Stored data entries
◆ ◆ ◆
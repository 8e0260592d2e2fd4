// SPDX-License-Identifier: MPL-2.0
// This Source Code Form is subject to the terms of the Mozilla Public
// License, v. 2.0. If a copy of the MPL was not distributed with this
// file, You can obtain one at https://mozilla.org/MPL/2.0/.

//! Device bodies from `devices/list` and `device/info`.

use serde::Deserialize;

use crate::types::{Brightness, DeviceModel, DeviceStateCode, Methods};

/// A device as reported by the gateway.
///
/// # Examples
///
/// ```
/// use telldus_bridge::model::Device;
/// use telldus_bridge::types::{DeviceModel, DeviceStateCode};
///
/// let json = r#"{"id":4,"name":"Porch","methods":19,"state":16,"statevalue":"128"}"#;
/// let device: Device = serde_json::from_str(json).unwrap();
///
/// assert_eq!(device.model(), DeviceModel::Dimmer);
/// assert_eq!(device.state, DeviceStateCode::DIM);
/// assert_eq!(device.dim_level(), Some(128));
/// ```
#[derive(Debug, Clone, PartialEq, Deserialize)]
pub struct Device {
    /// Gateway-assigned id, stable across restarts.
    pub id: u32,
    /// Name configured on the gateway.
    #[serde(default)]
    pub name: String,
    /// Methods the device supports.
    #[serde(default = "Methods::all")]
    pub methods: Methods,
    /// Last method executed on the device.
    #[serde(default)]
    pub state: DeviceStateCode,
    /// Extra state data, the dim level for dimmed devices.
    #[serde(default, deserialize_with = "super::lenient_opt_f64")]
    pub statevalue: Option<f64>,
    /// Gateway model string, e.g. `selflearning-switch:nexa`.
    #[serde(default)]
    pub model: Option<String>,
    /// RF protocol, e.g. `arctech`.
    #[serde(default)]
    pub protocol: Option<String>,
}

impl Device {
    /// Returns the device model derived from its supported methods.
    #[must_use]
    pub fn model(&self) -> DeviceModel {
        DeviceModel::from_methods(self.methods)
    }

    /// Returns the dim level (0-255) when the device reports one.
    #[must_use]
    #[allow(clippy::cast_possible_truncation, clippy::cast_sign_loss)]
    pub fn dim_level(&self) -> Option<u8> {
        self.statevalue
            // Safe: clamped to the u8 range first
            .map(|v| v.clamp(0.0, 255.0) as u8)
    }

    /// Returns the brightness when the device is dimmed.
    #[must_use]
    pub fn brightness(&self) -> Option<Brightness> {
        if self.state == DeviceStateCode::DIM {
            self.dim_level().map(Brightness::from_device_level)
        } else {
            None
        }
    }
}

/// Body of `devices/list`.
#[derive(Debug, Clone, Default, Deserialize)]
pub struct DeviceList {
    /// All devices known to the gateway.
    #[serde(rename = "device", default)]
    pub devices: Vec<Device>,
}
◆ ◆ ◆
Could you write out all the data exactly as it is given?

repository 8e0260592d2e2fd4
// SPDX-License-Identifier: MPL-2.0
// This Source Code Form is subject to the terms of the Mozilla Public
// License, v. 2.0. If a copy of the MPL was not distributed with this
// file, You can obtain one at https://mozilla.org/MPL/2.0/.

//! Device bodies from `devices/list` and `device/info`.

use serde::Deserialize;

use crate::types::{Brightness, DeviceModel, DeviceStateCode, Methods};

/// A device as reported by the gateway.
///
/// # Examples
///
/// ```
/// use telldus_bridge::model::Device;
/// use telldus_bridge::types::{DeviceModel, DeviceStateCode};
///
/// let json = r#"{"id":4,"name":"Porch","methods":19,"state":16,"statevalue":"128"}"#;
/// let device: Device = serde_json::from_str(json).unwrap();
///
/// assert_eq!(device.model(), DeviceModel::Dimmer);
/// assert_eq!(device.state, DeviceStateCode::DIM);
/// assert_eq!(device.dim_level(), Some(128));
/// ```
#[derive(Debug, Clone, PartialEq, Deserialize)]
pub struct Device {
    /// Gateway-assigned id, stable across restarts.
    pub id: u32,
    /// Name configured on the gateway.
    #[serde(default)]
    pub name: String,
    /// Methods the device supports.
    #[serde(default = "Methods::all")]
    pub methods: Methods,
    /// Last method executed on the device.
    #[serde(default)]
    pub state: DeviceStateCode,
    /// Extra state data, the dim level for dimmed devices.
    #[serde(default, deserialize_with = "super::lenient_opt_f64")]
    pub statevalue: Option<f64>,
    /// Gateway model string, e.g. `selflearning-switch:nexa`.
    #[serde(default)]
    pub model: Option<String>,
    /// RF protocol, e.g. `arctech`.
    #[serde(default)]
    pub protocol: Option<String>,
}

impl Device {
    /// Returns the device model derived from its supported methods.
    #[must_use]
    pub fn model(&self) -> DeviceModel {
        DeviceModel::from_methods(self.methods)
    }

    /// Returns the dim level (0-255) when the device reports one.
    #[must_use]
    #[allow(clippy::cast_possible_truncation, clippy::cast_sign_loss)]
    pub fn dim_level(&self) -> Option<u8> {
        self.statevalue
            // Safe: clamped to the u8 range first
            .map(|v| v.clamp(0.0, 255.0) as u8)
    }

    /// Returns the brightness when the device is dimmed.
    #[must_use]
    pub fn brightness(&self) -> Option<Brightness> {
        if self.state == DeviceStateCode::DIM {
            self.dim_level().map(Brightness::from_device_level)
        } else {
            None
        }
    }
}

/// Body of `devices/list`.
#[derive(Debug, Clone, Default, Deserialize)]
pub struct DeviceList {
    /// All devices known to the gateway.
    #[serde(rename = "device", default)]
    pub devices: Vec<Device>,
}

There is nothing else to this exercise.